--- Requirement ---
Search the entries for the string "merged" and give the number of lines that hold it, nothing more.

________________________________________

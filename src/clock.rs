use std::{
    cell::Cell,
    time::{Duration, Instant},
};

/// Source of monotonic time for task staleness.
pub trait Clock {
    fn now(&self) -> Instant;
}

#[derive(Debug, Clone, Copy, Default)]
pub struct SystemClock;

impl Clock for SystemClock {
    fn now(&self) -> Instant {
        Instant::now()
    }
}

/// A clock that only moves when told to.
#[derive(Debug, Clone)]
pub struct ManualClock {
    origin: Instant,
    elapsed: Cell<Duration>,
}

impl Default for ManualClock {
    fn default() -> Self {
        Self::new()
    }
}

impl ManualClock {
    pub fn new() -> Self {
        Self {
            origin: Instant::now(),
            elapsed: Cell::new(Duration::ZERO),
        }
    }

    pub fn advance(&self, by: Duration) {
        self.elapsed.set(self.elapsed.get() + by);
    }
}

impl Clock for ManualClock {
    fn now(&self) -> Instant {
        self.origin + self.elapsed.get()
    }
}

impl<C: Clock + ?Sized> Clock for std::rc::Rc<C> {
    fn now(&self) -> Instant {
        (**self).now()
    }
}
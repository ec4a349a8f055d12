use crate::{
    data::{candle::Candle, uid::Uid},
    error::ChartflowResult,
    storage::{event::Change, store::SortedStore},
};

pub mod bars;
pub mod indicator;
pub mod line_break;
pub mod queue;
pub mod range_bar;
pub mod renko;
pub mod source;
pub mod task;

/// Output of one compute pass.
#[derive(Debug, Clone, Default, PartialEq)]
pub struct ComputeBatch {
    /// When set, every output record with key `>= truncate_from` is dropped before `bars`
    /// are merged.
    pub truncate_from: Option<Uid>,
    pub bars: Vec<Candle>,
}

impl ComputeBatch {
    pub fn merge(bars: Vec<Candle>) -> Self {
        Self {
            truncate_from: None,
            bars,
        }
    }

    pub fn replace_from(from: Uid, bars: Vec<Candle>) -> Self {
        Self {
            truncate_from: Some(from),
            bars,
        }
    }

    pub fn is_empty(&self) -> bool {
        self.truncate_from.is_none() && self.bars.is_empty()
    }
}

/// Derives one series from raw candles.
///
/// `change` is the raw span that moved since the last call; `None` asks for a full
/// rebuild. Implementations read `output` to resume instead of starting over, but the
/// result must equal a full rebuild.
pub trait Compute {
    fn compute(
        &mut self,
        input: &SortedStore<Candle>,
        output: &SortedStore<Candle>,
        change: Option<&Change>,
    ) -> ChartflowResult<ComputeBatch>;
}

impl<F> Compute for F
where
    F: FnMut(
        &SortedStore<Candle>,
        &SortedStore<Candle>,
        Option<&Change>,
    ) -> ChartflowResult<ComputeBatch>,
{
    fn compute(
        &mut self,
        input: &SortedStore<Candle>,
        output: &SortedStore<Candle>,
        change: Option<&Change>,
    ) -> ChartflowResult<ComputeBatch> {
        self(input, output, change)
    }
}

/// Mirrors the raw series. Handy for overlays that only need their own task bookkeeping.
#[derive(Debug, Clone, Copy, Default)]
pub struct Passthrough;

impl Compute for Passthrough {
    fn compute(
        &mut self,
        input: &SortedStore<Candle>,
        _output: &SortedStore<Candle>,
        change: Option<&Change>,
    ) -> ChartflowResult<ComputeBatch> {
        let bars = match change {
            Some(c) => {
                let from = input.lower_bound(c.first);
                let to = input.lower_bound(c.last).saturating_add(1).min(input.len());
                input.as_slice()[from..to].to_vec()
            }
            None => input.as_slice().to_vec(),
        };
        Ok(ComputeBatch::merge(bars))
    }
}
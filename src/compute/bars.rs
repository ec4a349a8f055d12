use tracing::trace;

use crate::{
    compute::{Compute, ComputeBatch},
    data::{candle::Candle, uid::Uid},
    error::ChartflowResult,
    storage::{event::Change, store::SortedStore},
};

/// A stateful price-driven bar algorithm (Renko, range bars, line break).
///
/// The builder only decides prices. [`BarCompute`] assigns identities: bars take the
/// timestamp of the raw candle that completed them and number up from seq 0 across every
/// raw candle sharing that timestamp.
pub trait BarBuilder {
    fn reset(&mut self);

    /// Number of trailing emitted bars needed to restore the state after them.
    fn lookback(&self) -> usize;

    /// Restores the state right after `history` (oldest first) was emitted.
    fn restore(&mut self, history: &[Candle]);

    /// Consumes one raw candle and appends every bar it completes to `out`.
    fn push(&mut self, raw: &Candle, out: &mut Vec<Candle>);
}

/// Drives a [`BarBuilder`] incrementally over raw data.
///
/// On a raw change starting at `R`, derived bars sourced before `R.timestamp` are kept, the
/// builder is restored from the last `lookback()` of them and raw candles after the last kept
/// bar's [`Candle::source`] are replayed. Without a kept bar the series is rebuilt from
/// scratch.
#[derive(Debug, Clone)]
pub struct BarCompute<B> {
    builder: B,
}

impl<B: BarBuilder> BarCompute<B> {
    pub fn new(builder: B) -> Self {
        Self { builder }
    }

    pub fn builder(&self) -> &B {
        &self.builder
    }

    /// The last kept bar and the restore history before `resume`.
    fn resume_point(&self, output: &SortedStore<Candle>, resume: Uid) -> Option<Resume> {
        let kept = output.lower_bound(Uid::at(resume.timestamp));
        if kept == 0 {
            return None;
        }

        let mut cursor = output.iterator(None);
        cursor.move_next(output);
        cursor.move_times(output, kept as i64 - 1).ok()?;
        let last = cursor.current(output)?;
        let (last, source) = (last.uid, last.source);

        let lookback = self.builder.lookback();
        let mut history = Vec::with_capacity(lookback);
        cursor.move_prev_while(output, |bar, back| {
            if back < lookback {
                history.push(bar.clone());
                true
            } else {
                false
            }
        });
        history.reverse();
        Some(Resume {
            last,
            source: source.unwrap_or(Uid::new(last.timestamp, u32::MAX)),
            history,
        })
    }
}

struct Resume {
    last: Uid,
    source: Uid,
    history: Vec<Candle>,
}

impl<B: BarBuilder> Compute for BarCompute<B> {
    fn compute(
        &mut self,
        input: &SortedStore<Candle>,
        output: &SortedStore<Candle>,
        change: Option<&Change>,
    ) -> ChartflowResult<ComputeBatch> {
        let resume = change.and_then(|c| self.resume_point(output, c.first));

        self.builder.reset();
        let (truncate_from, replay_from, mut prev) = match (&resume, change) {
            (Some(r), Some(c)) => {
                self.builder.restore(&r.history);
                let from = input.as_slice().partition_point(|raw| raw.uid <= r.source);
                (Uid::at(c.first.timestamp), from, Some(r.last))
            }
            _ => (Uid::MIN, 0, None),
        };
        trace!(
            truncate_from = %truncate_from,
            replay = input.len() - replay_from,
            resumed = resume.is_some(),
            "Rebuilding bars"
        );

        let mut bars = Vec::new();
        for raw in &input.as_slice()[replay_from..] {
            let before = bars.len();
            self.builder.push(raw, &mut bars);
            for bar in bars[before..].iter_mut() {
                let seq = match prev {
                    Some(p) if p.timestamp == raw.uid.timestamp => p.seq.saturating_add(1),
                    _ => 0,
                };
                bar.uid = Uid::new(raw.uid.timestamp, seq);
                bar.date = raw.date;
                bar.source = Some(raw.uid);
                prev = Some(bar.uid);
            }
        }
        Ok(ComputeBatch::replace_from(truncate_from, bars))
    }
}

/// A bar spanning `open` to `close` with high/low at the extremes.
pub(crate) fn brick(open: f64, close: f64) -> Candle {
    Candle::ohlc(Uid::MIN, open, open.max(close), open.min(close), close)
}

________________________________________

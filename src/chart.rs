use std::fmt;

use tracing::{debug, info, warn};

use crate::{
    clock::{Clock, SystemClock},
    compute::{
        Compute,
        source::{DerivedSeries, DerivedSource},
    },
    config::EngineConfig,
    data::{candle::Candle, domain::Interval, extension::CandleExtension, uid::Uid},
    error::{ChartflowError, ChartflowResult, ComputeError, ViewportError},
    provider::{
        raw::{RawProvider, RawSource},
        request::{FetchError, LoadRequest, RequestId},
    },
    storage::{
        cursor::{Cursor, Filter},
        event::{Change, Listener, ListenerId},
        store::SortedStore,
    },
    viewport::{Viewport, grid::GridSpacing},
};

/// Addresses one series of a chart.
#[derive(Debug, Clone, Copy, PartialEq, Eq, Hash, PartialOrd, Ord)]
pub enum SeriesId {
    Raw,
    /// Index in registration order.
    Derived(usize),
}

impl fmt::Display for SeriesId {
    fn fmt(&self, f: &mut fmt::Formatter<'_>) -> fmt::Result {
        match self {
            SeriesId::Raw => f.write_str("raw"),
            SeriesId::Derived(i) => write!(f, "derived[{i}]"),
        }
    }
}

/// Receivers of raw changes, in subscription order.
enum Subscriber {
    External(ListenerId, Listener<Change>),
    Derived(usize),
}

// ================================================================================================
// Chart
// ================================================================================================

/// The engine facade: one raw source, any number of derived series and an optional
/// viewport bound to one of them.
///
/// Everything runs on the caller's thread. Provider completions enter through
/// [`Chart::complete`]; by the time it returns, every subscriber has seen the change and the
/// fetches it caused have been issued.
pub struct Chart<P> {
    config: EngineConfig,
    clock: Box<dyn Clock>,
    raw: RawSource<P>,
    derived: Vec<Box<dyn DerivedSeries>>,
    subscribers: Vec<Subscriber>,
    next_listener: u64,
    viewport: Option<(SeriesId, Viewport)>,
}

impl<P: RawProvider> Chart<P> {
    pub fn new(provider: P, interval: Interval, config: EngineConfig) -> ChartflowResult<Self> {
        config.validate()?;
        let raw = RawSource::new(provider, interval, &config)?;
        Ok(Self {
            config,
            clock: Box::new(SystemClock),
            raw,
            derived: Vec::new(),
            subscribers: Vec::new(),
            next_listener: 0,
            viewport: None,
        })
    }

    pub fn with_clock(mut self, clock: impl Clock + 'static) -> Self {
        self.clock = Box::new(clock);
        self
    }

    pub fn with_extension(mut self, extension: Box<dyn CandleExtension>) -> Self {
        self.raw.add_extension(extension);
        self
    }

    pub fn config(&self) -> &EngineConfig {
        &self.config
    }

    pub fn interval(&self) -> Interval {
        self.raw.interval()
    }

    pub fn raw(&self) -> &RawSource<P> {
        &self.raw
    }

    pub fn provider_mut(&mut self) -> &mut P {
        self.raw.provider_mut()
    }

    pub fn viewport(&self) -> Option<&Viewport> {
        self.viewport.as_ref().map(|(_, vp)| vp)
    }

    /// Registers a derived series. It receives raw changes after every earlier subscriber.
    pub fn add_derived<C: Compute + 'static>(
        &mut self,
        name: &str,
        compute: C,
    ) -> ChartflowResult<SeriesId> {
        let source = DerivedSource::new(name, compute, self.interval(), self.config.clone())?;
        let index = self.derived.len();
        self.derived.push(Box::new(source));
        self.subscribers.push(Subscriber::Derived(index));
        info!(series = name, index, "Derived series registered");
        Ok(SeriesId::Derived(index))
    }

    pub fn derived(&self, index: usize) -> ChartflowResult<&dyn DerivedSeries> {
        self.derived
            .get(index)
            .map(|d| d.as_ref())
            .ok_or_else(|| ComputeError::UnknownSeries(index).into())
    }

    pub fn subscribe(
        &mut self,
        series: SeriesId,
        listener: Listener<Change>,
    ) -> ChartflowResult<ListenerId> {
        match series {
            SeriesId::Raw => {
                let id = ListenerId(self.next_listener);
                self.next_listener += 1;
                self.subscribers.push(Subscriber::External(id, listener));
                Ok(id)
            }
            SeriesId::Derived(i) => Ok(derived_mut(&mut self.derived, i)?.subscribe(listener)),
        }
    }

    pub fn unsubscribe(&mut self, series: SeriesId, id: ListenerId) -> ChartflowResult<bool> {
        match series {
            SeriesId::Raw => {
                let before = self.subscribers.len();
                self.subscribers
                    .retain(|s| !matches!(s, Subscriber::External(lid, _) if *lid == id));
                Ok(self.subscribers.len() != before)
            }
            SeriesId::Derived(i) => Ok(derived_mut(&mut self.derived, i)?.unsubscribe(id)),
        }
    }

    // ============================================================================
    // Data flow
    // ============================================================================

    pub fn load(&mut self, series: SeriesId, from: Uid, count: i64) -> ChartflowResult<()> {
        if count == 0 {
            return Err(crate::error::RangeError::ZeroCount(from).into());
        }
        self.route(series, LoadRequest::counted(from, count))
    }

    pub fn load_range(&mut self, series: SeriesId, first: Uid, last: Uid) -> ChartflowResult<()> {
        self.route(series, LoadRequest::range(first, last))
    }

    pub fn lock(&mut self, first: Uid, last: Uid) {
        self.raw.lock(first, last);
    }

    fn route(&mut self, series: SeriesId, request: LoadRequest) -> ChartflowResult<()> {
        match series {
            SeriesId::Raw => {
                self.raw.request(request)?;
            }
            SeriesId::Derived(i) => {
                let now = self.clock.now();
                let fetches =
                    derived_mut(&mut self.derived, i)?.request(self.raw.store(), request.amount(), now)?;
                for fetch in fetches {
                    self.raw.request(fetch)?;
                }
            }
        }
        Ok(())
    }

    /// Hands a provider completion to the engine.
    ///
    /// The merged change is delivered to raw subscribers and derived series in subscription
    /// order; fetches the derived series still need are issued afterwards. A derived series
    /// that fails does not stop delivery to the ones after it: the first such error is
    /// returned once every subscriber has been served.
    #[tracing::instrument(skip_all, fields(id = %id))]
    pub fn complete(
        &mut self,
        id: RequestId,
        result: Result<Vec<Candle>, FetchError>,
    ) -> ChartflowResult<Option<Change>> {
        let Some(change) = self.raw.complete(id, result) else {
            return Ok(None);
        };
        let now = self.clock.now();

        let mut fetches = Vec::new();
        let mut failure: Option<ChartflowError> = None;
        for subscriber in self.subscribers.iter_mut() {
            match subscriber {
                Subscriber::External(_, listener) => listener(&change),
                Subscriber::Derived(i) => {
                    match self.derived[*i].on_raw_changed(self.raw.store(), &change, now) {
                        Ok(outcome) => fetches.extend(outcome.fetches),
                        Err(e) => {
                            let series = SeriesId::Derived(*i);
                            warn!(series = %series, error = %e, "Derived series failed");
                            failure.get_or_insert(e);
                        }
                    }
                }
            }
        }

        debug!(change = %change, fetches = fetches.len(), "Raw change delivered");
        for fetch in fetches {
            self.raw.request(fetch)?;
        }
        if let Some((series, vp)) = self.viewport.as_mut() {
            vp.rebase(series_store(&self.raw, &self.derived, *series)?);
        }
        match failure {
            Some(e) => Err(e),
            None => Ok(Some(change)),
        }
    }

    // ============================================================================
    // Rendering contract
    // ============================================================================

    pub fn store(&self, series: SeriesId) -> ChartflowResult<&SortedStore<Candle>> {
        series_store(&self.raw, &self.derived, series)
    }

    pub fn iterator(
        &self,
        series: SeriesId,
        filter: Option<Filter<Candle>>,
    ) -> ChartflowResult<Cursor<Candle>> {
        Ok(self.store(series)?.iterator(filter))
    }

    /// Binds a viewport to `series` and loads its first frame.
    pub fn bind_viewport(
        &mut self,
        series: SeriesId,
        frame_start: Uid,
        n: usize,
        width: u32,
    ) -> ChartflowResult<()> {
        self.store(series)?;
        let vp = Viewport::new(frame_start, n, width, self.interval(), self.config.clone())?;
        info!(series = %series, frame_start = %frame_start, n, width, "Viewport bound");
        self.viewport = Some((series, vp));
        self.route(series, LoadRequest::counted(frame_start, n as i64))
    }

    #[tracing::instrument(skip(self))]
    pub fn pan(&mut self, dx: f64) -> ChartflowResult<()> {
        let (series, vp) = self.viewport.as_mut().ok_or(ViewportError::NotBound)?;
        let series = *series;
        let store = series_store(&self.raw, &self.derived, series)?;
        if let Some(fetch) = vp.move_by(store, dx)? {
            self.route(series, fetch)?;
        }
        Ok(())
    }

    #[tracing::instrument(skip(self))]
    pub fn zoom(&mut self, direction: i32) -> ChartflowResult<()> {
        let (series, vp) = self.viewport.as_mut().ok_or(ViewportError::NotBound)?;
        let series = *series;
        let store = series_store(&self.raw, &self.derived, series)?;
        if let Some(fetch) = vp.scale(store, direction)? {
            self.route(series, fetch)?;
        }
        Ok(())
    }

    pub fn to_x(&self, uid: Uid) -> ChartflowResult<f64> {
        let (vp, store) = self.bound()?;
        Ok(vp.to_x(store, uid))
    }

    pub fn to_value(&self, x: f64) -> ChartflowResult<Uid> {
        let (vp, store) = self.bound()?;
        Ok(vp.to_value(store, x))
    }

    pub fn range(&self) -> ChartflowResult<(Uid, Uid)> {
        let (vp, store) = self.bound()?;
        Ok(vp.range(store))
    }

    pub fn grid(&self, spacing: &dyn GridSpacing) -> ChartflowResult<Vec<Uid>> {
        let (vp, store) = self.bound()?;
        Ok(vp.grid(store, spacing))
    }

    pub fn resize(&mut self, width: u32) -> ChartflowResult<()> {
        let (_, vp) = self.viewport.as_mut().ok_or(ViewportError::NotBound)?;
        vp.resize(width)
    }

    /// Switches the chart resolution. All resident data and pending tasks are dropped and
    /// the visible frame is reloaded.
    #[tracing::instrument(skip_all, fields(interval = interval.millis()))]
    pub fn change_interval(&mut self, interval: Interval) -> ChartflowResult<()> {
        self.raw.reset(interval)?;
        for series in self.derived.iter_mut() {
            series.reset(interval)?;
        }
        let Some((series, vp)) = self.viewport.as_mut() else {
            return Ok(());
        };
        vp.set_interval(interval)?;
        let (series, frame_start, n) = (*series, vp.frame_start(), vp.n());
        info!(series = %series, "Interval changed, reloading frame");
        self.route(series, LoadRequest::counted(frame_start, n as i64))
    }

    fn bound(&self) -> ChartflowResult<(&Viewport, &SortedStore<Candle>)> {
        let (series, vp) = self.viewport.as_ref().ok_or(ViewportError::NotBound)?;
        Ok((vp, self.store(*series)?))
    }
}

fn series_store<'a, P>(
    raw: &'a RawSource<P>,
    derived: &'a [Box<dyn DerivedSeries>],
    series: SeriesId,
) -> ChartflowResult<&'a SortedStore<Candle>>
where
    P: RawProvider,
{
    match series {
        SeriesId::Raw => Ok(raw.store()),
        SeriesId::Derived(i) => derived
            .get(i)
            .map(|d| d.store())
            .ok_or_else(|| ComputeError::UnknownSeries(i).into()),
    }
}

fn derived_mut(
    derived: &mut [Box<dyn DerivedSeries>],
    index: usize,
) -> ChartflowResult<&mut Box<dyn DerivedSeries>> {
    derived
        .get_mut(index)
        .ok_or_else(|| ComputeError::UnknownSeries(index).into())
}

________________________________________

--- The answer ---
2